„Es ist ein bürokratischer Wahnsinn, der auf Unternehmer zukommt. Ich habe Respekt vor jedem, der das übersteht.“
05. Juni 2019Im Einsatz für Kunden - im Einsatz für Wähler: Unternehmer & Politiker
Olav Gutting sitzt für die CDU im Bundestag und vertritt zugleich als Anwalt die Rechte kleiner Unternehmen. Durch Zufall wurde der Finanzpolitiker einmal selbst zum Gastronomen. Wir haben mit ihm darüber gesprochen, was ihn an Familienunternehmen fasziniert und wie die Politik auf ihre Herausforderungen eingeht.
Als Rechtsanwalt sind Sie nicht nur selbst Unternehmer. Sie vertreten vor allem die Rechte von klein- und mittelständischen Unternehmen. Woher kommt dieser Fokus?
Ich komme selbst aus dem Mittelstand, aus einem Familienbetrieb. Meine Mutter war Inhaberin eines Friseurgeschäfts in zweiter Generation. Da bin ich nach der Schule hin und habe meinen Tag im Friseurgeschäft zugebracht. Ich war auch ins Geschäft mit eingebunden: Haare zusammenkehren, Lockenwickler reinigen. Deswegen lernte ich das Leben in einem Familienunternehmen von der Pike auf kennen.
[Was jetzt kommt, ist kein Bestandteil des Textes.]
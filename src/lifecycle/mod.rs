//! Lifecycle wrappers around a command's [`Buffer`].
//!
//! - [`Reader`]: read-only; closing abandons the command.
//! - [`Writer`]: write-only; closing waits for the command to finish.
//! - [`Stream`]: direct read/write access for interior pipeline stages.
//!
//! Every wrapper takes `&self`, so one wrapper may be shared between
//! threads. As with `std::fs::File`, `Read`/`Write` are implemented for both
//! the wrapper and a shared reference to it.

mod reader;
mod stream;
mod writer;

pub use reader::Reader;
pub use stream::Stream;
pub use writer::Writer;

use std::io;

use crate::buffer::{Buffer, Input};
use crate::context::Context;
use crate::error::UsageError;
use crate::util::quote;

/// Started/closed flags shared by [`Reader`] and [`Writer`].
///
/// Each flag moves from `false` to `true` at most once.
#[derive(Debug, Default, Clone, Copy)]
struct Lifecycle {
    started: bool,
    closed: bool,
}

/// The input half as seen by a wrapper.
enum InputState {
    Open(Box<dyn Input>),
    Closed,
    ReadOnly,
}

impl InputState {
    fn detach(buf: &mut dyn Buffer) -> Self {
        match buf.input() {
            Some(input) => InputState::Open(input),
            None => InputState::ReadOnly,
        }
    }

    fn write(&mut self, data: &[u8]) -> io::Result<usize> {
        match self {
            InputState::Open(input) => input.write(data),
            InputState::Closed => Err(UsageError::Closed.into()),
            InputState::ReadOnly => Err(UsageError::ReadOnly.into()),
        }
    }

    fn flush(&mut self) -> io::Result<()> {
        match self {
            InputState::Open(input) => input.flush(),
            _ => Ok(()),
        }
    }

    /// Close the input half. Read-only commands stay read-only.
    fn close(&mut self) -> io::Result<()> {
        match std::mem::replace(self, InputState::Closed) {
            InputState::Open(mut input) => input.close(),
            InputState::Closed => Ok(()),
            InputState::ReadOnly => {
                *self = InputState::ReadOnly;
                Ok(())
            }
        }
    }
}

/// The name a command is traced under: the buffer's own description, or
/// the rendered command line.
pub(crate) fn label(ctx: &Context, buf: &dyn Buffer, args: &[&str]) -> String {
    buf.describe()
        .unwrap_or_else(|| quote::render(ctx.envs(), args))
}
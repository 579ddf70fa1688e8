//! Shell-style rendering of command lines for traces and labels.

use std::sync::LazyLock;

use regex::Regex;

use crate::context::Env;

static UNSAFE: LazyLock<Regex> =
    LazyLock::new(|| Regex::new(r"[^A-Za-z0-9_@%+=:,./-]").expect("static pattern"));

/// Quote `arg` for safe use in a POSIX shell.
pub fn quote(arg: &str) -> String {
    if arg.is_empty() {
        return "''".to_string();
    }
    if !UNSAFE.is_match(arg) {
        return arg.to_string();
    }
    format!("'{}'", arg.replace('\'', r"'\''"))
}

/// Join arguments with quoting applied to each.
pub fn join<S: AsRef<str>>(args: &[S]) -> String {
    args.iter()
        .map(|a| quote(a.as_ref()))
        .collect::<Vec<_>>()
        .join(" ")
}

/// Render a command with its environment overrides, `K=V` pairs first.
pub fn render<S: AsRef<str>>(env: Option<&Env>, args: &[S]) -> String {
    let mut line = String::new();
    for (key, value) in env.into_iter().flatten() {
        line.push_str(key);
        line.push('=');
        line.push_str(&quote(value));
        line.push(' ');
    }
    line.push_str(&join(args));
    line
}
Mein Vater ist als Steuerberater seit 1980 selbständig. Sein Fokus lag immer auf den kleinen- und mittelständischen Unternehmen. Daher kommt meine Nähe. Mir gefällt die Zusammenarbeit mit kleinen Organisationen und persönlichen Ansprechpartnern. Man spürt dann, dass Wohl und Wehe vom Unternehmen von der Unternehmerpersönlichkeit abhängt. Die ganze Familie zieht an einem Strang. Das ist mein Ding.
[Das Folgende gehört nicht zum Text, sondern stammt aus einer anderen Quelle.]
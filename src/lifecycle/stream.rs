use std::io::{self, Read, Write};
use std::sync::atomic::{AtomicBool, Ordering};
use std::sync::Mutex;

use super::{label, InputState};
use crate::buffer::{self, Buffer};
use crate::context::Context;
use crate::copy::{Sink, Source, Stage};
use crate::error::UsageError;
use crate::machine::Machine;
use crate::trace;
use crate::util::lock;

/// Direct access to both halves of a command.
///
/// Reads and writes go straight to the buffer and its input. Closing only
/// closes the input; the output must still be read to observe completion.
/// This is the form [`crate::copy`] expects for interior pipeline stages.
pub struct Stream {
    output: Mutex<Box<dyn Buffer>>,
    input: Mutex<InputState>,
    traced: AtomicBool,
    label: String,
}

impl Stream {
    /// Create a stream for `args` on `m`.
    pub fn new(ctx: &Context, m: &dyn Machine, args: &[&str]) -> Self {
        let mut buf = m.command(ctx, args);
        let label = label(ctx, &*buf, args);
        Stream::with_label(InputState::detach(&mut *buf), buf, label)
    }

    /// Wrap an existing buffer.
    pub fn from_buffer(mut buf: Box<dyn Buffer>) -> Self {
        let label = buffer::describe(&*buf);
        Stream::with_label(InputState::detach(&mut *buf), buf, label)
    }

    fn with_label(input: InputState, output: Box<dyn Buffer>, label: String) -> Self {
        Stream {
            output: Mutex::new(output),
            input: Mutex::new(input),
            traced: AtomicBool::new(false),
            label,
        }
    }

    /// The rendered command this stream runs.
    pub fn label(&self) -> &str {
        &self.label
    }

    /// Whether the command accepts input.
    pub fn is_writable(&self) -> bool {
        !matches!(*lock(&self.input), InputState::ReadOnly)
    }

    /// Read command output.
    pub fn read_output(&self, out: &mut [u8]) -> io::Result<usize> {
        self.trace_once();
        lock(&self.output).read(out)
    }

    /// Write command input.
    pub fn write_input(&self, data: &[u8]) -> io::Result<usize> {
        let mut input = lock(&self.input);
        if matches!(*input, InputState::Open(_)) {
            self.trace_once();
        }
        input.write(data)
    }

    /// Close the input. A no-op for commands without input, and when
    /// already closed.
    pub fn close_input(&self) -> io::Result<()> {
        lock(&self.input).close()
    }

    /// Copy all of `src` into the command, then close its input.
    pub fn read_from(&self, src: &mut dyn Read) -> io::Result<u64> {
        let copied = {
            let mut input = lock(&self.input);
            match &mut *input {
                InputState::Open(w) => {
                    self.trace_once();
                    io::copy(src, w)
                }
                InputState::Closed => Err(UsageError::Closed.into()),
                InputState::ReadOnly => return Err(UsageError::ReadOnly.into()),
            }
        };
        let closed = self.close_input();
        let n = copied?;
        closed?;
        Ok(n)
    }

    fn trace_once(&self) {
        if self
            .traced
            .compare_exchange(false, true, Ordering::SeqCst, Ordering::SeqCst)
            .is_ok()
        {
            trace::emit(&self.label);
        }
    }
}

impl Read for Stream {
    fn read(&mut self, buf: &mut [u8]) -> io::Result<usize> {
        self.read_output(buf)
    }
}

impl Read for &Stream {
    fn read(&mut self, buf: &mut [u8]) -> io::Result<usize> {
        self.read_output(buf)
    }
}

impl Write for Stream {
    fn write(&mut self, buf: &[u8]) -> io::Result<usize> {
        self.write_input(buf)
    }

    fn flush(&mut self) -> io::Result<()> {
        lock(&self.input).flush()
    }
}

impl Write for &Stream {
    fn write(&mut self, buf: &[u8]) -> io::Result<usize> {
        self.write_input(buf)
    }

    fn flush(&mut self) -> io::Result<()> {
        lock(&self.input).flush()
    }
}

impl Source for &Stream {
    fn describe(&self) -> Option<String> {
        Some(self.label.clone())
    }
}

impl Sink for &Stream {
    fn close(&mut self) -> io::Result<()> {
        self.close_input()
    }

    fn read_from(&mut self, src: &mut dyn Read) -> io::Result<u64> {
        Stream::read_from(self, src)
    }
}

impl Stage for Stream {
    fn read(&self, buf: &mut [u8]) -> io::Result<usize> {
        self.read_output(buf)
    }

    fn write(&self, buf: &[u8]) -> io::Result<usize> {
        self.write_input(buf)
    }

    fn close(&self) -> io::Result<()> {
        self.close_input()
    }

    fn read_from(&self, src: &mut dyn Read) -> io::Result<u64> {
        Stream::read_from(self, src)
    }

    fn describe(&self) -> Option<String> {
        Some(self.label.clone())
    }
}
Mit welchen juristischen Themen sind KMUs am meisten konfrontiert? Aus welchen Gründen kommen KMU-Vertreter am häufigsten zu Ihnen?
In meiner Kanzlei betreuen wir überwiegend mittelständische und Familienunternehmen. Als Anwalt bin ich zunächst vor allem Berater. In der Regel ist es ein „lebenslanges Mandat“: Es beginnt mit der Unterstützung der Unternehmen, mit der Gründung und endet mit der Abwicklung, mit der Unternehmensnachfolge, mit Regelungen, wenn der Geschäftsführer oder der Inhaber verstirbt. Es geht vor allem um gesellschafts- und vertragsrechtliche Fragen bis hin zu solchen Fällen, in denen der der Geschäftsführer bei Rot über die Ampel fährt. Oder seine Tochter sich scheiden lässt. Man ist der Ansprechpartner für alles. Man lebt sozusagen mit der Unternehmerfamilie zusammen.
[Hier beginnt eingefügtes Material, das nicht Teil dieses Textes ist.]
//! `tr SET1 SET2`: byte-wise character translation.

use std::io::{self, Read};

use crate::util::PipeReader;

/// Expand `a-z` style ranges. Descending ranges count down.
pub(super) fn expand(set: &str) -> Vec<u8> {
    let bytes = set.as_bytes();
    let mut out = Vec::new();
    let mut i = 0;
    while i < bytes.len() {
        if i + 2 < bytes.len() && bytes[i + 1] == b'-' {
            let (start, end) = (bytes[i], bytes[i + 2]);
            if start <= end {
                out.extend(start..=end);
            } else {
                out.extend((end..=start).rev());
            }
            i += 3;
        } else {
            out.push(bytes[i]);
            i += 1;
        }
    }
    out
}

/// Build the translation table. When SET2 is shorter than SET1 its last
/// byte repeats; an empty SET2 translates nothing.
pub(super) fn table(set1: &str, set2: &str) -> [u8; 256] {
    let mut table = [0u8; 256];
    for (i, slot) in table.iter_mut().enumerate() {
        *slot = i as u8;
    }
    let from = expand(set1);
    let to = expand(set2);
    let Some(&last) = to.last() else {
        return table;
    };
    for (i, &b) in from.iter().enumerate() {
        table[b as usize] = to.get(i).copied().unwrap_or(last);
    }
    table
}

/// Translates everything read from the command's input.
pub(super) struct Translate {
    pub(super) src: PipeReader,
    pub(super) table: [u8; 256],
}

impl Read for Translate {
    fn read(&mut self, buf: &mut [u8]) -> io::Result<usize> {
        let n = self.src.read(buf)?;
        for b in &mut buf[..n] {
            *b = self.table[*b as usize];
        }
        Ok(n)
    }
}

#[cfg(test)]
mod tests {
    use super::*;

    #[test]
    fn test_expand_ranges() {
        assert_eq!(expand("a-e"), b"abcde");
        assert_eq!(expand("e-a"), b"edcba");
        assert_eq!(expand("xa-c-"), b"xabc-");
        assert_eq!(expand(""), b"");
    }

    #[test]
    fn test_table_pads_with_last() {
        let t = table("abc", "x");
        assert_eq!(t[b'a' as usize], b'x');
        assert_eq!(t[b'c' as usize], b'x');
        assert_eq!(t[b'd' as usize], b'd');

        let t = table("abc", "");
        assert_eq!(t[b'a' as usize], b'a');
    }
}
Sie haben mal in die Gastronomie investiert. Wie kam das?
(Lacht) Das war ein Abenteuer. Es ist ja ein Wunsch von vielen, die sich mit gutem Essen beschäftigen, mal selbst ein Restaurant zu betreiben, das man dann so gestalten kann, wie man sich das schon immer gewünscht hat. Mein Engagement war Zufall. Ich habe zufällig eine Immobilie bekommen, in der mal ein Lokal drin war, und habe parallel dazu einen Koch kennengelernt, der aus seinem damaligen Restaurant raus musste. In einer Weinlaune haben wir gesagt: „Komm lass uns zusammentun“. Mit großem Elan und Enthusiasmus sind wir gestartet. Nach einer Weile habe ich jedoch gemerkt, dass ich mich nicht wirklich darum kümmern und Input geben kann, weil es meine Zeit einfach nicht zuließ. Wenn man bei so einer Sache nicht ständig dahinter ist, nachsteuert und nach dem Rechten schaut, dann passiert nichts. Nach einem Jahr habe ich mich zurückgezogen.
Als Anwalt lebt man sozusagen mit der Unternehmerfamilie zusammen.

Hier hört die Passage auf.